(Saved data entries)

::::::::::

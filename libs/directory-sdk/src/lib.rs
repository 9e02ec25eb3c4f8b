//! Directory collaborator contract.
//!
//! The mentorship core never owns user records; it resolves referenced ids
//! through the [`DirectoryClient`] trait and joins list responses against
//! [`UserSummary`] payloads at read time. Implementations live outside this
//! crate (the server wires one in; tests use an in-memory stub).

mod client;
mod models;

pub use client::{DirectoryClient, DirectoryError};
pub use models::{Profile, Role, UserRecord, UserSummary};
#![allow(clippy::unwrap_used, clippy::expect_used)]

use std::sync::Arc;

use mentorship::domain::error::DomainError;
use mentorship::infra::directory::StaticDirectory;
use mentorship::test_support::{
    CapturingEvents, build_service, ctx_for, inmem_db, mentee_record, mentor_record,
};
use mentorship::{MentorshipConfig, Service};
use mentorship_sdk::{MentorshipEvent, RequestStatus, SessionStatus};
use uuid::Uuid;

struct Fixture {
    service: Service,
    events: Arc<CapturingEvents>,
    mentor: directory_sdk::UserRecord,
    mentee: directory_sdk::UserRecord,
    other_mentor: directory_sdk::UserRecord,
}

async fn fixture() -> Fixture {
    let mentor = mentor_record(Uuid::now_v7(), "Grace");
    let mentee = mentee_record(Uuid::now_v7(), "Linus");
    let other_mentor = mentor_record(Uuid::now_v7(), "Barbara");
    let directory = Arc::new(StaticDirectory::new([
        mentor.clone(),
        mentee.clone(),
        other_mentor.clone(),
    ]));
    let events = Arc::new(CapturingEvents::default());
    let db = inmem_db().await;
    let service = build_service(&db, directory, events.clone(), MentorshipConfig::default());
    Fixture {
        service,
        events,
        mentor,
        mentee,
        other_mentor,
    }
}

/// Create a request and have the mentor accept it.
async fn accept_pair(f: &Fixture) {
    let request = f
        .service
        .create_request(&ctx_for(&f.mentee), f.mentor.id)
        .await
        .unwrap();
    f.service
        .decide(&ctx_for(&f.mentor), request.id, RequestStatus::Accepted)
        .await
        .unwrap();
    f.events.taken();
}

#[tokio::test]
async fn booking_requires_an_accepted_request() {
    let f = fixture().await;
    let ctx = ctx_for(&f.mentee);

    // No request at all.
    let err = f
        .service
        .book_session(&ctx, f.mentor.id, "2030-06-01T10:00")
        .await
        .unwrap_err();
    assert!(matches!(err, DomainError::NotBookingEligible { .. }));

    // A pending request is not enough.
    f.service.create_request(&ctx, f.mentor.id).await.unwrap();
    let err = f
        .service
        .book_session(&ctx, f.mentor.id, "2030-06-01T10:00")
        .await
        .unwrap_err();
    assert!(matches!(err, DomainError::NotBookingEligible { .. }));
}

#[tokio::test]
async fn accepted_pair_books_a_pending_session() {
    let f = fixture().await;
    accept_pair(&f).await;

    let session = f
        .service
        .book_session(&ctx_for(&f.mentee), f.mentor.id, "2030-06-01T10:00:00Z")
        .await
        .unwrap();

    assert_eq!(session.status, SessionStatus::Pending);
    assert_eq!(session.mentor_id, f.mentor.id);
    assert_eq!(session.mentee_id, f.mentee.id);
    assert!(matches!(
        f.events.taken().as_slice(),
        [MentorshipEvent::SessionBooked { id, .. }] if *id == session.id
    ));
}

#[tokio::test]
async fn acceptance_does_not_transfer_between_pairs() {
    let f = fixture().await;
    accept_pair(&f).await;

    let err = f
        .service
        .book_session(&ctx_for(&f.mentee), f.other_mentor.id, "2030-06-01T10:00")
        .await
        .unwrap_err();
    assert!(matches!(err, DomainError::NotBookingEligible { .. }));
}

#[tokio::test]
async fn multiple_sessions_per_pair_are_allowed() {
    let f = fixture().await;
    accept_pair(&f).await;
    let ctx = ctx_for(&f.mentee);

    let first = f
        .service
        .book_session(&ctx, f.mentor.id, "2030-06-01T10:00")
        .await
        .unwrap();
    let second = f
        .service
        .book_session(&ctx, f.mentor.id, "2030-06-01T10:00")
        .await
        .unwrap();
    assert_ne!(first.id, second.id);
    assert_eq!(first.date, second.date);
}

#[tokio::test]
async fn booked_sessions_survive_request_changes() {
    let f = fixture().await;
    accept_pair(&f).await;
    let ctx = ctx_for(&f.mentee);

    let session = f
        .service
        .book_session(&ctx, f.mentor.id, "2030-06-01T10:00")
        .await
        .unwrap();

    // Cancelling the request deletes it but never the session.
    let sent = f.service.list_sent(&ctx).await.unwrap();
    f.service.cancel(&ctx, sent[0].request.id).await.unwrap();

    let sessions = f.service.list_sessions_for_mentee(&ctx).await.unwrap();
    assert_eq!(sessions.len(), 1);
    assert_eq!(sessions[0].session.id, session.id);

    // New bookings are gated again.
    let err = f
        .service
        .book_session(&ctx, f.mentor.id, "2030-07-01T10:00")
        .await
        .unwrap_err();
    assert!(matches!(err, DomainError::NotBookingEligible { .. }));
}

#[tokio::test]
async fn booking_rejects_bad_dates_and_wrong_roles() {
    let f = fixture().await;
    accept_pair(&f).await;

    let err = f
        .service
        .book_session(&ctx_for(&f.mentee), f.mentor.id, "next tuesday")
        .await
        .unwrap_err();
    assert!(matches!(err, DomainError::InvalidDate { .. }));

    let err = f
        .service
        .book_session(&ctx_for(&f.mentor), f.mentor.id, "2030-06-01T10:00")
        .await
        .unwrap_err();
    assert!(matches!(err, DomainError::RoleRequired { .. }));
}

#[tokio::test]
async fn only_the_sessions_mentor_updates_status() {
    let f = fixture().await;
    accept_pair(&f).await;
    let session = f
        .service
        .book_session(&ctx_for(&f.mentee), f.mentor.id, "2030-06-01T10:00")
        .await
        .unwrap();
    f.events.taken();

    for caller in [&f.other_mentor, &f.mentee] {
        let err = f
            .service
            .update_session_status(&ctx_for(caller), session.id, SessionStatus::Accepted)
            .await
            .unwrap_err();
        assert!(matches!(err, DomainError::NotSessionMentor { .. }));
    }

    let err = f
        .service
        .update_session_status(&ctx_for(&f.mentor), session.id, SessionStatus::Pending)
        .await
        .unwrap_err();
    assert!(matches!(err, DomainError::InvalidDecision { .. }));

    let updated = f
        .service
        .update_session_status(&ctx_for(&f.mentor), session.id, SessionStatus::Accepted)
        .await
        .unwrap();
    assert_eq!(updated.status, SessionStatus::Accepted);
    assert!(matches!(
        f.events.taken().as_slice(),
        [MentorshipEvent::SessionStatusChanged { id, status, .. }]
            if *id == session.id && *status == SessionStatus::Accepted
    ));

    let err = f
        .service
        .update_session_status(&ctx_for(&f.mentor), Uuid::now_v7(), SessionStatus::Rejected)
        .await
        .unwrap_err();
    assert!(matches!(err, DomainError::SessionNotFound { .. }));
}

#[tokio::test]
async fn session_lists_are_date_ordered_with_counterparts() {
    let f = fixture().await;
    accept_pair(&f).await;
    let mentee_ctx = ctx_for(&f.mentee);

    // Booked out of date order.
    f.service
        .book_session(&mentee_ctx, f.mentor.id, "2030-06-02T09:00")
        .await
        .unwrap();
    f.service
        .book_session(&mentee_ctx, f.mentor.id, "2030-06-01T09:00")
        .await
        .unwrap();

    let for_mentee = f.service.list_sessions_for_mentee(&mentee_ctx).await.unwrap();
    assert_eq!(for_mentee.len(), 2);
    assert!(for_mentee[0].session.date < for_mentee[1].session.date);
    assert_eq!(for_mentee[0].counterpart.as_ref().unwrap().id, f.mentor.id);

    let for_mentor = f
        .service
        .list_sessions_for_mentor(&ctx_for(&f.mentor))
        .await
        .unwrap();
    assert_eq!(for_mentor.len(), 2);
    assert_eq!(for_mentor[0].counterpart.as_ref().unwrap().id, f.mentee.id);

    // Role checks on the list endpoints.
    let err = f
        .service
        .list_sessions_for_mentee(&ctx_for(&f.mentor))
        .await
        .unwrap_err();
    assert!(matches!(err, DomainError::RoleRequired { .. }));
    let err = f
        .service
        .list_sessions_for_mentor(&mentee_ctx)
        .await
        .unwrap_err();
    assert!(matches!(err, DomainError::RoleRequired { .. }));
}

::::::::::

**PROBLEM REQUIREMENTS:**
Could you set down, word for word, only the lines above from the line with "async fn multiple_sessions_per_pair_are_allowed()" to the line with "assert_eq!(sessions.len(), 1);", including both?

**EXERCISE SOLUTION:**
async fn multiple_sessions_per_pair_are_allowed() {
    let f = fixture().await;
    accept_pair(&f).await;
    let ctx = ctx_for(&f.mentee);

    let first = f
        .service
        .book_session(&ctx, f.mentor.id, "2030-06-01T10:00")
        .await
        .unwrap();
    let second = f
        .service
        .book_session(&ctx, f.mentor.id, "2030-06-01T10:00")
        .await
        .unwrap();
    assert_ne!(first.id, second.id);
    assert_eq!(first.date, second.date);
}

#[tokio::test]
async fn booked_sessions_survive_request_changes() {
    let f = fixture().await;
    accept_pair(&f).await;
    let ctx = ctx_for(&f.mentee);

    let session = f
        .service
        .book_session(&ctx, f.mentor.id, "2030-06-01T10:00")
        .await
        .unwrap();

    // Cancelling the request deletes it but never the session.
    let sent = f.service.list_sent(&ctx).await.unwrap();
    f.service.cancel(&ctx, sent[0].request.id).await.unwrap();

    let sessions = f.service.list_sessions_for_mentee(&ctx).await.unwrap();
    assert_eq!(sessions.len(), 1);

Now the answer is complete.